§ TASK TO COMPLETE
Copy out each line of the data that holds the word "positive".

** Opening AVAILABLE DATA block **

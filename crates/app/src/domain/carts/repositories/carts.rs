//! Carts Repository

use jiff::Timestamp;
use jiff_sqlx::Timestamp as SqlxTimestamp;
use sqlx::{FromRow, Postgres, Row, Transaction, postgres::PgRow, query, query_as};
use tally::cart::Discount;
use uuid::Uuid;

use crate::domain::{
    carts::models::{Cart, CartUuid},
    products::repository::{amount_to_db, try_get_amount},
};

const GET_CART_SQL: &str = include_str!("../sql/get_cart.sql");
const CURRENT_CART_SQL: &str = include_str!("../sql/current_cart.sql");
const FIND_CUSTOMER_CART_SQL: &str = include_str!("../sql/find_customer_cart.sql");
const CREATE_CART_SQL: &str = include_str!("../sql/create_cart.sql");
const DELETE_CART_SQL: &str = include_str!("../sql/delete_cart.sql");
const SET_CART_DISCOUNT_SQL: &str = include_str!("../sql/set_cart_discount.sql");

#[derive(Debug, Clone, Default)]
pub(crate) struct PgCartsRepository;

impl PgCartsRepository {
    #[must_use]
    pub(crate) fn new() -> Self {
        Self
    }

    pub(crate) async fn get_cart(
        &self,
        tx: &mut Transaction<'_, Postgres>,
        cart: CartUuid,
        point_in_time: Timestamp,
    ) -> Result<Cart, sqlx::Error> {
        query_as::<Postgres, Cart>(GET_CART_SQL)
            .bind(cart.into_uuid())
            .bind(SqlxTimestamp::from(point_in_time))
            .fetch_one(&mut **tx)
            .await
    }

    /// The cart as of this transaction, ignoring point-in-time filtering.
    /// Used to return fresh state right after a mutation.
    pub(crate) async fn current_cart(
        &self,
        tx: &mut Transaction<'_, Postgres>,
        cart: CartUuid,
    ) -> Result<Cart, sqlx::Error> {
        query_as::<Postgres, Cart>(CURRENT_CART_SQL)
            .bind(cart.into_uuid())
            .fetch_one(&mut **tx)
            .await
    }

    pub(crate) async fn find_customer_cart(
        &self,
        tx: &mut Transaction<'_, Postgres>,
        customer: Uuid,
        point_in_time: Timestamp,
    ) -> Result<Cart, sqlx::Error> {
        query_as::<Postgres, Cart>(FIND_CUSTOMER_CART_SQL)
            .bind(customer)
            .bind(SqlxTimestamp::from(point_in_time))
            .fetch_one(&mut **tx)
            .await
    }

    pub(crate) async fn create_cart(
        &self,
        tx: &mut Transaction<'_, Postgres>,
        cart: CartUuid,
        customer: Option<Uuid>,
    ) -> Result<Cart, sqlx::Error> {
        query_as::<Postgres, Cart>(CREATE_CART_SQL)
            .bind(cart.into_uuid())
            .bind(customer)
            .fetch_one(&mut **tx)
            .await
    }

    pub(crate) async fn delete_cart(
        &self,
        tx: &mut Transaction<'_, Postgres>,
        cart: CartUuid,
    ) -> Result<u64, sqlx::Error> {
        let rows_affected = query(DELETE_CART_SQL)
            .bind(cart.into_uuid())
            .execute(&mut **tx)
            .await?
            .rows_affected();

        Ok(rows_affected)
    }

    pub(crate) async fn set_discount(
        &self,
        tx: &mut Transaction<'_, Postgres>,
        cart: CartUuid,
        discount: Option<&Discount>,
    ) -> Result<u64, sqlx::Error> {
        let rows_affected = query(SET_CART_DISCOUNT_SQL)
            .bind(cart.into_uuid())
            .bind(discount.map(|discount| discount.code.as_str()))
            .bind(
                discount
                    .map(|discount| amount_to_db(discount.amount))
                    .transpose()?,
            )
            .execute(&mut **tx)
            .await?
            .rows_affected();

        Ok(rows_affected)
    }
}

impl<'r> FromRow<'r, PgRow> for Cart {
    fn from_row(row: &'r PgRow) -> sqlx::Result<Self> {
        let subtotal = try_get_amount(row, "subtotal")?;
        let total_items = try_get_amount(row, "total_items")?;

        let discount = match row.try_get::<Option<String>, _>("discount_code")? {
            Some(code) => Some(Discount {
                code,
                amount: try_get_amount(row, "discount_amount")?,
            }),
            None => None,
        };

        let discount_amount = discount.as_ref().map_or(0, |discount| discount.amount);

        let cart_items_count: i64 = row.try_get("cart_items_count")?;

        Ok(Self {
            uuid: CartUuid::from_uuid(row.try_get("uuid")?),
            customer_uuid: row.try_get("customer_uuid")?,
            subtotal,
            total: subtotal.saturating_sub(discount_amount),
            total_items,
            discount,
            items: Vec::with_capacity(usize::try_from(cart_items_count).unwrap_or_default()),
            created_at: row.try_get::<SqlxTimestamp, _>("created_at")?.to_jiff(),
            updated_at: row.try_get::<SqlxTimestamp, _>("updated_at")?.to_jiff(),
            deleted_at: row
                .try_get::<Option<SqlxTimestamp>, _>("deleted_at")?
                .map(SqlxTimestamp::to_jiff),
        })
    }
}
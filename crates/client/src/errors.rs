//! Cart manager errors.
//!
//! Every manager operation returns an explicit result; backend failures are
//! surfaced to the caller rather than swallowed, so the UI layer decides
//! whether to retry.

use thiserror::Error;

use crate::gateway::GatewayError;

#[derive(Debug, Error)]
pub enum CartError {
    /// A cart state rule was violated, e.g. a non-positive quantity.
    #[error(transparent)]
    State(#[from] tally::cart::CartError),

    /// Discount codes are validated server-side and only exist for
    /// authenticated carts.
    #[error("discount codes require signing in")]
    DiscountRequiresAccount,

    /// Checkout needs a non-empty cart.
    #[error("the cart is empty")]
    EmptyCart,

    /// The backend rejected or failed the request; the local cart is
    /// unchanged and the operation can be retried.
    #[error("backend request failed")]
    Gateway(#[from] GatewayError),
}
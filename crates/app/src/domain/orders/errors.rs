//! Orders service errors.

use sqlx::{
    Error,
    error::{DatabaseError, ErrorKind},
};
use tally::{order::InvalidTransition, summary::CheckoutSummary};
use thiserror::Error;

#[derive(Debug, Error)]
pub enum OrdersServiceError {
    #[error("order must contain at least one item")]
    EmptyOrder,

    #[error("quantity must be a positive integer")]
    InvalidQuantity,

    #[error("missing required checkout data: {0}")]
    MissingRequiredData(&'static str),

    #[error("submitted billing figures do not match server-derived totals")]
    PriceMismatch {
        submitted: CheckoutSummary,
        derived: CheckoutSummary,
    },

    #[error(transparent)]
    InvalidTransition(#[from] InvalidTransition),

    #[error("order already exists")]
    AlreadyExists,

    #[error("order not found")]
    NotFound,

    #[error("related resource not found")]
    InvalidReference,

    #[error("invalid data")]
    InvalidData,

    #[error("storage error")]
    Sql(#[source] Error),
}

impl From<Error> for OrdersServiceError {
    fn from(error: Error) -> Self {
        if matches!(error, Error::RowNotFound) {
            return Self::NotFound;
        }

        match error.as_database_error().map(DatabaseError::kind) {
            Some(ErrorKind::UniqueViolation) => Self::AlreadyExists,
            Some(ErrorKind::ForeignKeyViolation) => Self::InvalidReference,
            Some(ErrorKind::NotNullViolation) => Self::MissingRequiredData("column"),
            Some(ErrorKind::CheckViolation) => Self::InvalidData,
            Some(ErrorKind::Other | _) | None => Self::Sql(error),
        }
    }
}
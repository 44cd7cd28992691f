//! Discounts service errors.

use sqlx::{
    Error,
    error::{DatabaseError, ErrorKind},
};
use thiserror::Error;

#[derive(Debug, Error)]
pub enum DiscountsServiceError {
    #[error("discount code already exists")]
    AlreadyExists,

    #[error("discount code not found")]
    NotFound,

    #[error("missing required data")]
    MissingRequiredData,

    #[error("invalid data")]
    InvalidData,

    #[error("storage error")]
    Sql(#[source] Error),
}

impl From<Error> for DiscountsServiceError {
    fn from(error: Error) -> Self {
        if matches!(error, Error::RowNotFound) {
            return Self::NotFound;
        }

        match error.as_database_error().map(DatabaseError::kind) {
            Some(ErrorKind::UniqueViolation) => Self::AlreadyExists,
            Some(ErrorKind::NotNullViolation) => Self::MissingRequiredData,
            Some(ErrorKind::CheckViolation) => Self::InvalidData,
            _ => Self::Sql(error),
        }
    }
}
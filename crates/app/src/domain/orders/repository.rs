//! Orders Repository

use jiff_sqlx::Timestamp as SqlxTimestamp;
use sqlx::{FromRow, Postgres, Row, Transaction, postgres::PgRow, query_as, types::Json};
use tally::{
    attributes::VariantAttributes,
    order::{OrderStatus, PaymentStatus},
    products::ProductSnapshot,
    summary::{CheckoutSummary, ShippingMethod},
};

use crate::domain::{
    orders::models::{
        Address, CustomerDetails, Order, OrderItem, OrderItemUuid, OrderUuid, PaymentDetails,
        ShippingDetails,
    },
    products::{
        models::ProductUuid,
        repository::{amount_to_db, try_get_amount, try_get_optional_amount},
    },
};

const CREATE_ORDER_SQL: &str = include_str!("sql/create_order.sql");
const CREATE_ORDER_ITEM_SQL: &str = include_str!("sql/create_order_item.sql");
const GET_ORDER_SQL: &str = include_str!("sql/get_order.sql");
const LIST_ORDERS_SQL: &str = include_str!("sql/list_orders.sql");
const GET_ORDER_ITEMS_SQL: &str = include_str!("sql/get_order_items.sql");
const UPDATE_ORDER_STATUS_SQL: &str = include_str!("sql/update_order_status.sql");
const RESOLVE_PRODUCT_SQL: &str = include_str!("sql/resolve_product.sql");

/// Everything the repository needs to persist one order row.
pub(crate) struct OrderInsert<'a> {
    pub(crate) uuid: OrderUuid,
    pub(crate) order_number: &'a str,
    pub(crate) customer_uuid: Option<uuid::Uuid>,
    pub(crate) customer: &'a CustomerDetails,
    pub(crate) status: OrderStatus,
    pub(crate) billing: CheckoutSummary,
    pub(crate) billing_address: &'a Address,
    pub(crate) shipping_address: &'a Address,
    pub(crate) shipping_method: ShippingMethod,
    pub(crate) payment_method: &'a str,
    pub(crate) payment_transaction: &'a str,
    pub(crate) payment_status: PaymentStatus,
}

/// One snapshotted line to persist with its order.
pub(crate) struct OrderItemInsert<'a> {
    pub(crate) uuid: OrderItemUuid,
    pub(crate) snapshot: &'a ProductSnapshot,
    pub(crate) unit_price: u64,
    pub(crate) quantity: u32,
    pub(crate) attributes: &'a VariantAttributes,
}

#[derive(Debug, Clone, Default)]
pub(crate) struct PgOrdersRepository;

impl PgOrdersRepository {
    #[must_use]
    pub(crate) fn new() -> Self {
        Self
    }

    pub(crate) async fn create_order(
        &self,
        tx: &mut Transaction<'_, Postgres>,
        order: &OrderInsert<'_>,
    ) -> Result<Order, sqlx::Error> {
        query_as::<Postgres, Order>(CREATE_ORDER_SQL)
            .bind(order.uuid.into_uuid())
            .bind(order.order_number)
            .bind(order.customer_uuid)
            .bind(&order.customer.name)
            .bind(&order.customer.email)
            .bind(order.customer.phone.as_deref())
            .bind(order.status.as_str())
            .bind(amount_to_db(order.billing.subtotal)?)
            .bind(amount_to_db(order.billing.shipping)?)
            .bind(amount_to_db(order.billing.discount)?)
            .bind(amount_to_db(order.billing.tax)?)
            .bind(amount_to_db(order.billing.total)?)
            .bind(Json(order.billing_address))
            .bind(Json(order.shipping_address))
            .bind(order.shipping_method.as_str())
            .bind(order.payment_method)
            .bind(order.payment_transaction)
            .bind(order.payment_status.as_str())
            .fetch_one(&mut **tx)
            .await
    }

    pub(crate) async fn create_order_item(
        &self,
        tx: &mut Transaction<'_, Postgres>,
        order: OrderUuid,
        item: &OrderItemInsert<'_>,
    ) -> Result<OrderItem, sqlx::Error> {
        query_as::<Postgres, OrderItem>(CREATE_ORDER_ITEM_SQL)
            .bind(item.uuid.into_uuid())
            .bind(order.into_uuid())
            .bind(item.snapshot.uuid)
            .bind(&item.snapshot.name)
            .bind(item.snapshot.image.as_deref())
            .bind(item.snapshot.sku.as_deref())
            .bind(amount_to_db(item.unit_price)?)
            .bind(i32::try_from(item.quantity).map_err(|e| sqlx::Error::Encode(Box::new(e)))?)
            .bind(Json(item.attributes))
            .fetch_one(&mut **tx)
            .await
    }

    pub(crate) async fn get_order(
        &self,
        tx: &mut Transaction<'_, Postgres>,
        order: OrderUuid,
    ) -> Result<Order, sqlx::Error> {
        query_as::<Postgres, Order>(GET_ORDER_SQL)
            .bind(order.into_uuid())
            .fetch_one(&mut **tx)
            .await
    }

    pub(crate) async fn list_orders(
        &self,
        tx: &mut Transaction<'_, Postgres>,
    ) -> Result<Vec<Order>, sqlx::Error> {
        query_as::<Postgres, Order>(LIST_ORDERS_SQL)
            .fetch_all(&mut **tx)
            .await
    }

    pub(crate) async fn get_order_items(
        &self,
        tx: &mut Transaction<'_, Postgres>,
        order: OrderUuid,
    ) -> Result<Vec<OrderItem>, sqlx::Error> {
        query_as::<Postgres, OrderItem>(GET_ORDER_ITEMS_SQL)
            .bind(order.into_uuid())
            .fetch_all(&mut **tx)
            .await
    }

    pub(crate) async fn update_order_status(
        &self,
        tx: &mut Transaction<'_, Postgres>,
        order: OrderUuid,
        status: OrderStatus,
        tracking_number: Option<&str>,
    ) -> Result<Order, sqlx::Error> {
        query_as::<Postgres, Order>(UPDATE_ORDER_STATUS_SQL)
            .bind(order.into_uuid())
            .bind(status.as_str())
            .bind(tracking_number)
            .fetch_one(&mut **tx)
            .await
    }

    /// The authoritative product fields totals are re-derived from.
    pub(crate) async fn resolve_product(
        &self,
        tx: &mut Transaction<'_, Postgres>,
        product: ProductUuid,
    ) -> Result<Option<ProductSnapshot>, sqlx::Error> {
        query_as::<Postgres, ResolvedProduct>(RESOLVE_PRODUCT_SQL)
            .bind(product.into_uuid())
            .fetch_optional(&mut **tx)
            .await
            .map(|row| row.map(|row| row.0))
    }
}

struct ResolvedProduct(ProductSnapshot);

impl<'r> FromRow<'r, PgRow> for ResolvedProduct {
    fn from_row(row: &'r PgRow) -> sqlx::Result<Self> {
        Ok(Self(ProductSnapshot {
            uuid: row.try_get("uuid")?,
            name: row.try_get("name")?,
            sku: row.try_get("sku")?,
            image: row.try_get("image")?,
            price: try_get_amount(row, "price")?,
            sale_price: try_get_optional_amount(row, "sale_price")?,
        }))
    }
}

fn decode_column<T, E>(col: &str, result: Result<T, E>) -> sqlx::Result<T>
where
    E: std::error::Error + Send + Sync + 'static,
{
    result.map_err(|e| sqlx::Error::ColumnDecode {
        index: col.to_string(),
        source: Box::new(e),
    })
}

impl<'r> FromRow<'r, PgRow> for Order {
    fn from_row(row: &'r PgRow) -> sqlx::Result<Self> {
        let status: String = row.try_get("status")?;
        let shipping_method: String = row.try_get("shipping_method")?;
        let payment_status: String = row.try_get("payment_status")?;

        Ok(Self {
            uuid: OrderUuid::from_uuid(row.try_get("uuid")?),
            order_number: row.try_get("order_number")?,
            customer_uuid: row.try_get("customer_uuid")?,
            customer: CustomerDetails {
                name: row.try_get("customer_name")?,
                email: row.try_get("customer_email")?,
                phone: row.try_get("customer_phone")?,
            },
            status: decode_column("status", status.parse())?,
            billing: CheckoutSummary {
                subtotal: try_get_amount(row, "billing_subtotal")?,
                shipping: try_get_amount(row, "billing_shipping")?,
                discount: try_get_amount(row, "billing_discount")?,
                tax: try_get_amount(row, "billing_tax")?,
                total: try_get_amount(row, "billing_total")?,
            },
            billing_address: row.try_get::<Json<Address>, _>("billing_address")?.0,
            shipping: ShippingDetails {
                address: row.try_get::<Json<Address>, _>("shipping_address")?.0,
                method: decode_column("shipping_method", shipping_method.parse())?,
                tracking_number: row.try_get("tracking_number")?,
                estimated_delivery: row
                    .try_get::<Option<SqlxTimestamp>, _>("estimated_delivery")?
                    .map(SqlxTimestamp::to_jiff),
            },
            payment: PaymentDetails {
                method: row.try_get("payment_method")?,
                transaction_id: row.try_get("payment_transaction")?,
                status: decode_column("payment_status", payment_status.parse())?,
            },
            items: Vec::new(),
            created_at: row.try_get::<SqlxTimestamp, _>("created_at")?.to_jiff(),
            updated_at: row.try_get::<SqlxTimestamp, _>("updated_at")?.to_jiff(),
        })
    }
}

impl<'r> FromRow<'r, PgRow> for OrderItem {
    fn from_row(row: &'r PgRow) -> sqlx::Result<Self> {
        let quantity: i32 = row.try_get("quantity")?;

        Ok(Self {
            uuid: OrderItemUuid::from_uuid(row.try_get("uuid")?),
            product_uuid: row.try_get("product_uuid")?,
            product_name: row.try_get("product_name")?,
            product_image: row.try_get("product_image")?,
            sku: row.try_get("sku")?,
            unit_price: try_get_amount(row, "unit_price")?,
            quantity: decode_column("quantity", u32::try_from(quantity))?,
            attributes: row
                .try_get::<Json<VariantAttributes>, _>("attributes")?
                .0,
        })
    }
}
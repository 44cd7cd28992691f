//! State

use std::sync::Arc;

use tally_app::context::AppContext;

#[derive(Clone)]
pub(crate) struct State {
    pub(crate) app: AppContext,
}

impl State {
    #[must_use]
    pub(crate) fn new(app: AppContext) -> Self {
        Self { app }
    }

    #[must_use]
    pub(crate) fn from_app_context(app: AppContext) -> Arc<Self> {
        Arc::new(Self::new(app))
    }
}
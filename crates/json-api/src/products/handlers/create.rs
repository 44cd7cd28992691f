//! Create Product Handler

use std::sync::Arc;

use salvo::{
    http::header::LOCATION,
    oapi::{ToSchema, extract::JsonBody},
    prelude::*,
};
use serde::{Deserialize, Serialize};
use uuid::Uuid;

use tally_app::domain::products::models::NewProduct;

use crate::{
    extensions::*,
    products::{errors::into_status_error, responses::ProductResponse},
    state::State,
};

/// Create Product Request
#[derive(Debug, Serialize, Deserialize, ToSchema)]
pub(crate) struct CreateProductRequest {
    pub uuid: Uuid,
    pub name: String,
    #[serde(default)]
    pub sku: Option<String>,
    #[serde(default)]
    pub image: Option<String>,
    /// Regular unit price in minor units
    pub price: u64,
    /// Sale price in minor units; carts freeze this when present
    #[serde(default)]
    pub sale_price: Option<u64>,
    #[serde(default)]
    pub inventory_quantity: u64,
}

impl From<CreateProductRequest> for NewProduct {
    fn from(request: CreateProductRequest) -> Self {
        NewProduct {
            uuid: request.uuid.into(),
            name: request.name,
            sku: request.sku,
            image: request.image,
            price: request.price,
            sale_price: request.sale_price,
            inventory_quantity: request.inventory_quantity,
        }
    }
}

/// Create Product Handler
#[endpoint(
    tags("products"),
    summary = "Create Product",
    security(("bearer_auth" = [])),
    responses(
        (status_code = StatusCode::CREATED, description = "Product created"),
        (status_code = StatusCode::CONFLICT, description = "Product already exists"),
        (status_code = StatusCode::BAD_REQUEST, description = "Bad Request"),
        (status_code = StatusCode::INTERNAL_SERVER_ERROR, description = "Internal Server Error"),
    ),
)]
pub(crate) async fn handler(
    json: JsonBody<CreateProductRequest>,
    depot: &mut Depot,
    res: &mut Response,
) -> Result<Json<ProductResponse>, StatusError> {
    let state = depot.obtain_or_500::<Arc<State>>()?;
    let tenant = depot.tenant_uuid_or_401()?;

    let product = state
        .app
        .products
        .create_product(tenant, json.into_inner().into())
        .await
        .map_err(into_status_error)?;

    res.add_header(LOCATION, format!("/products/{}", product.uuid), true)
        .or_500("failed to set location header")?
        .status_code(StatusCode::CREATED);

    Ok(Json(product.into()))
}
//! Products

use serde::{Deserialize, Serialize};
use uuid::Uuid;

use crate::money::MinorUnits;

/// Read-only view of a product at a moment in time.
///
/// Carts and orders copy fields out of this snapshot rather than holding a
/// live reference; later product edits never reach existing lines.
#[derive(Debug, Clone, PartialEq, Eq, Serialize, Deserialize)]
pub struct ProductSnapshot {
    pub uuid: Uuid,
    pub name: String,
    pub sku: Option<String>,
    pub image: Option<String>,
    pub price: MinorUnits,
    pub sale_price: Option<MinorUnits>,
}

impl ProductSnapshot {
    /// The price a line added right now would be frozen at: the sale price
    /// when one exists, the regular price otherwise.
    pub fn effective_price(&self) -> MinorUnits {
        self.sale_price.unwrap_or(self.price)
    }
}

** Closing AVAILABLE DATA block **

§ RESPONSE BELOW
    /// A cart state rule was violated, e.g. a non-positive quantity.
    #[error("quantity must be a positive integer")]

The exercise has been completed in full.